In education and training, JICS staff conduct classes, organize seminars and workshops, and participate in one-on-one and small group educational activities.
“An important feature of JICS is the strong collaboration between researchers at ORNL and faculty and students at UT,” says ORNL’s Buddy Bland. “These collaborations are under the new umbrella of the ORNL-UT Computational Sciences Initiative. For example, Jack Dongarra’s group of 40 or so researchers and graduate students at UT is developing performance tools to enable researchers to run their scientific simulation codes at the most efficient supercomputing level of power, using resources at ORNL. One application in which there is a strong collaboration is climate prediction.” UT is making funds available to support tool development research for which ORNL provides access to its supercomputers.
“The Computational Sciences Initiative makes collaborators more competitive for research grants,” says Science Alliance Director Jesse Poore, “because researchers can draw on the combined strength of ORNL and UT. In addition, they gain ready access to terascale computing facilities.” The initiative is open to all facets of science and engineering research and education. Research selected for the program is of strategic importance to both UT and ORNL. JICS will oversee the initiative. Seminars to acquaint interested UT and ORNL researchers with the opportunities available have already begun.
Future goals of JICS include partnerships with government, private industry, and other universities, emphasizing expansion of collaborative research, training in high-performance computing, expanded use of clusters of heterogeneous computing environments, and tech-nology transfer and consulting to benefit the private sector. Through these types of collaborations, JICS is working to earn for Tennessee an international reputation in the use of massive parallel processing.
DOE’s Center for Computational Sciences (CCS) at ORNL has part-nerships with universities, governmental institutions, and major industrial firms, including IBM and Compaq corporations.

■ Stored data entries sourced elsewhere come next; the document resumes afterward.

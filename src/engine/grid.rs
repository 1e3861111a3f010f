use std::fmt;

use rand::seq::SliceRandom;
use rand::Rng;
use serde::{Deserialize, Serialize};

use super::{format_val, Direction, Position, SIZE};

/// A single tile on the grid.
///
/// `merged_from` holds the two source positions while a move pass is
/// running, and blocks a merged tile from merging again in that pass. Every
/// tile on a grid at rest has `merged_from == None`.
#[derive(Debug, Clone, Copy, PartialEq, Eq)]
pub struct Tile {
    pub value: u32,
    pub position: Position,
    pub merged_from: Option<[Position; 2]>,
}

impl Tile {
    pub fn new(position: Position, value: u32) -> Self { Tile { value, position, merged_from: None } }

    pub(crate) fn merged(position: Position, value: u32, sources: [Position; 2]) -> Self {
        Tile { value, position, merged_from: Some(sources) }
    }

    /// Base-2 logarithm of the value (tile values are powers of two).
    #[inline]
    pub fn log2(&self) -> u32 { self.value.trailing_zeros() }
}

/// Plain-data tile record used in snapshots.
#[derive(Debug, Clone, Copy, PartialEq, Eq, Serialize, Deserialize)]
pub struct TileState {
    pub position: Position,
    pub value: u32,
}

/// Value-semantics copy of a grid: its size plus every occupied cell.
#[derive(Debug, Clone, PartialEq, Eq, Serialize, Deserialize)]
pub struct GridSnapshot {
    pub size: usize,
    pub tiles: Vec<TileState>,
}

#[derive(thiserror::Error, Debug, Clone, PartialEq, Eq)]
pub enum SnapshotError {
    #[error("snapshot size {found} does not match board size {expected}")]
    Size { expected: usize, found: usize },
    #[error("tile position ({}, {}) is outside the board", .0.x, .0.y)]
    OutOfBounds(Position),
    #[error("two tiles occupy ({}, {})", .0.x, .0.y)]
    Duplicate(Position),
    #[error("tile value {value} at ({}, {}) is not a power of two >= 2", .position.x, .position.y)]
    InvalidValue { position: Position, value: u32 },
}

/// A 4x4 array of optional tiles, indexed `cells[x][y]`.
///
/// At most one tile occupies a cell, and a stored tile's `position` always
/// equals the cell holding it.
#[derive(Clone, PartialEq, Eq, Default)]
pub struct Grid {
    cells: [[Option<Tile>; SIZE]; SIZE],
}

impl Grid {
    pub fn empty() -> Self { Grid::default() }

    /// Build a grid from row-major values (`rows[y][x]`), 0 meaning empty.
    ///
    /// Non-zero values go through the same checks as [`Grid::from_snapshot`].
    pub fn try_from_rows(rows: [[u32; SIZE]; SIZE]) -> Result<Self, SnapshotError> {
        let tiles = rows
            .iter()
            .enumerate()
            .flat_map(|(y, row)| row.iter().enumerate().map(move |(x, &value)| (Position::new(x, y), value)))
            .filter(|&(_, value)| value != 0)
            .map(|(position, value)| TileState { position, value })
            .collect();
        Grid::from_snapshot(&GridSnapshot { size: SIZE, tiles })
    }

    /// [`Grid::try_from_rows`] for literal boards.
    ///
    /// # Panics
    ///
    /// If a non-zero value is not a power of two >= 2.
    pub fn from_rows(rows: [[u32; SIZE]; SIZE]) -> Self {
        match Grid::try_from_rows(rows) {
            Ok(grid) => grid,
            Err(err) => panic!("invalid board literal: {err}"),
        }
    }

    /// Row-major values (`rows[y][x]`), 0 meaning empty.
    pub fn to_rows(&self) -> [[u32; SIZE]; SIZE] {
        let mut rows = [[0; SIZE]; SIZE];
        for tile in self.tiles() {
            rows[tile.position.y][tile.position.x] = tile.value;
        }
        rows
    }

    #[inline]
    pub fn size(&self) -> usize { SIZE }

    #[inline]
    pub fn cell(&self, pos: Position) -> Option<&Tile> {
        if !pos.within_bounds() { return None; }
        self.cells[pos.x][pos.y].as_ref()
    }

    /// Value at `pos`, 0 if empty.
    #[inline]
    pub fn value_at(&self, pos: Position) -> u32 { self.cell(pos).map_or(0, |t| t.value) }

    #[inline]
    pub fn is_available(&self, pos: Position) -> bool { pos.within_bounds() && self.cells[pos.x][pos.y].is_none() }

    /// Empty cells in row-major order.
    pub fn available_cells(&self) -> Vec<Position> {
        (0..SIZE * SIZE)
            .map(Position::from_index)
            .filter(|&p| self.is_available(p))
            .collect()
    }

    pub fn cells_available(&self) -> bool { self.tile_count() < SIZE * SIZE }

    /// A uniformly chosen empty cell, or `None` when the grid is full.
    pub fn random_available_cell<R: Rng + ?Sized>(&self, rng: &mut R) -> Option<Position> {
        self.available_cells().choose(rng).copied()
    }

    /// Place `tile` at its own position, replacing any occupant.
    pub fn insert_tile(&mut self, tile: Tile) {
        let Position { x, y } = tile.position;
        self.cells[x][y] = Some(tile);
    }

    pub fn remove_tile(&mut self, pos: Position) -> Option<Tile> {
        if !pos.within_bounds() { return None; }
        self.cells[pos.x][pos.y].take()
    }

    /// Occupied tiles in row-major order.
    pub fn tiles(&self) -> impl Iterator<Item = &Tile> + '_ {
        (0..SIZE * SIZE).filter_map(move |idx| self.cell(Position::from_index(idx)))
    }

    pub fn tile_count(&self) -> usize { self.tiles().count() }

    pub fn tile_sum(&self) -> u64 { self.tiles().map(|t| t.value as u64).sum() }

    pub fn highest_tile(&self) -> u32 { self.tiles().map(|t| t.value).max().unwrap_or(0) }

    /// Scan from `cell` along `dir` while the next cell is on the board and
    /// empty. Returns the farthest empty cell reached and the blocking cell
    /// (`None` when the scan stopped at the edge).
    pub fn find_farthest_position(&self, cell: Position, dir: Direction) -> (Position, Option<Position>) {
        let mut farthest = cell;
        loop {
            match farthest.step(dir) {
                Some(next) if self.is_available(next) => farthest = next,
                next => return (farthest, next),
            }
        }
    }

    /// True if any two orthogonally adjacent tiles share a value.
    pub fn tile_matches_available(&self) -> bool {
        self.tiles().any(|tile| {
            [Direction::Right, Direction::Down]
                .into_iter()
                .filter_map(|dir| tile.position.step(dir))
                .any(|p| self.value_at(p) == tile.value)
        })
    }

    /// End a move pass: merged tiles may merge again on the next move.
    pub(crate) fn clear_merges(&mut self) {
        for tile in self.cells.iter_mut().flatten().flatten() {
            tile.merged_from = None;
        }
    }

    pub(crate) fn move_tile(&mut self, from: Position, to: Position) {
        if let Some(mut tile) = self.remove_tile(from) {
            tile.position = to;
            self.insert_tile(tile);
        }
    }

    pub fn snapshot(&self) -> GridSnapshot {
        GridSnapshot {
            size: SIZE,
            tiles: self.tiles().map(|t| TileState { position: t.position, value: t.value }).collect(),
        }
    }

    /// Rebuild a grid from a snapshot, rejecting anything the live board
    /// could not contain.
    pub fn from_snapshot(snapshot: &GridSnapshot) -> Result<Self, SnapshotError> {
        if snapshot.size != SIZE {
            return Err(SnapshotError::Size { expected: SIZE, found: snapshot.size });
        }
        let mut grid = Grid::empty();
        for state in &snapshot.tiles {
            let TileState { position, value } = *state;
            if !position.within_bounds() {
                return Err(SnapshotError::OutOfBounds(position));
            }
            if value < 2 || !value.is_power_of_two() {
                return Err(SnapshotError::InvalidValue { position, value });
            }
            if !grid.is_available(position) {
                return Err(SnapshotError::Duplicate(position));
            }
            grid.insert_tile(Tile::new(position, value));
        }
        Ok(grid)
    }
}

impl fmt::Debug for Grid {
    fn fmt(&self, f: &mut fmt::Formatter<'_>) -> fmt::Result {
        f.debug_struct("Grid").field("rows", &self.to_rows()).finish()
    }
}

impl fmt::Display for Grid {
    fn fmt(&self, f: &mut fmt::Formatter<'_>) -> fmt::Result {
        let rows = self.to_rows();
        writeln!(f)?;
        for (i, row) in rows.iter().enumerate() {
            let cells: Vec<String> = row.iter().map(|&v| format_val(v)).collect();
            writeln!(f, "{}", cells.join("|"))?;
            if i + 1 < rows.len() {
                writeln!(f, "-------------------------------")?;
            }
        }
        Ok(())
    }
}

These part-nerships are essential to solving complex scientific problems using supercom-puters and to advancing computer science and scientific research.
CCS has partnerships with the core universities of UT-Battelle, which manages ORNL for DOE. These universities are Duke University, Florida State University, North Carolina State University, Virginia Tech, the University of Virginia, and UT.
CCS is part of ORNL’s first scientific collaboration with the IBM Research Division in Zurich, Switzerland. The goal of this collaboration is to develop a quantum-dot array to do innovative computations. (See ORNL Review, Vol. 34, No. 2, 2001, Quantum-Dot Arrays for Computation for more details).
Thanks to David McQueeney, vice president of IBM Communication Technology, IBM fellowships will allow five postdoctoral scientists to split their time between ORNL and IBM. One of these “shared postdocs” will work on the quantum-dot array project.
In August 2001, ORNL signed a cooperative research and development agreement with IBM to help develop its next-generation supercomputer—the 100-teraflops Blue Gene, which will be used to relate gene sequences and protein structures to human diseases. In this collaboration, ORNL and IBM researchers will explore the limits of scalability in high-performance computing. Because this machine will have hundreds of thousands of processors, ORNL researchers will help develop fault-tolerant algorithms to allow the supercomputer to work around processors that fail and will provide their expertise in using computing to predict protein structures.
Clearly, ORNL’s supercomputing personnel have good connections.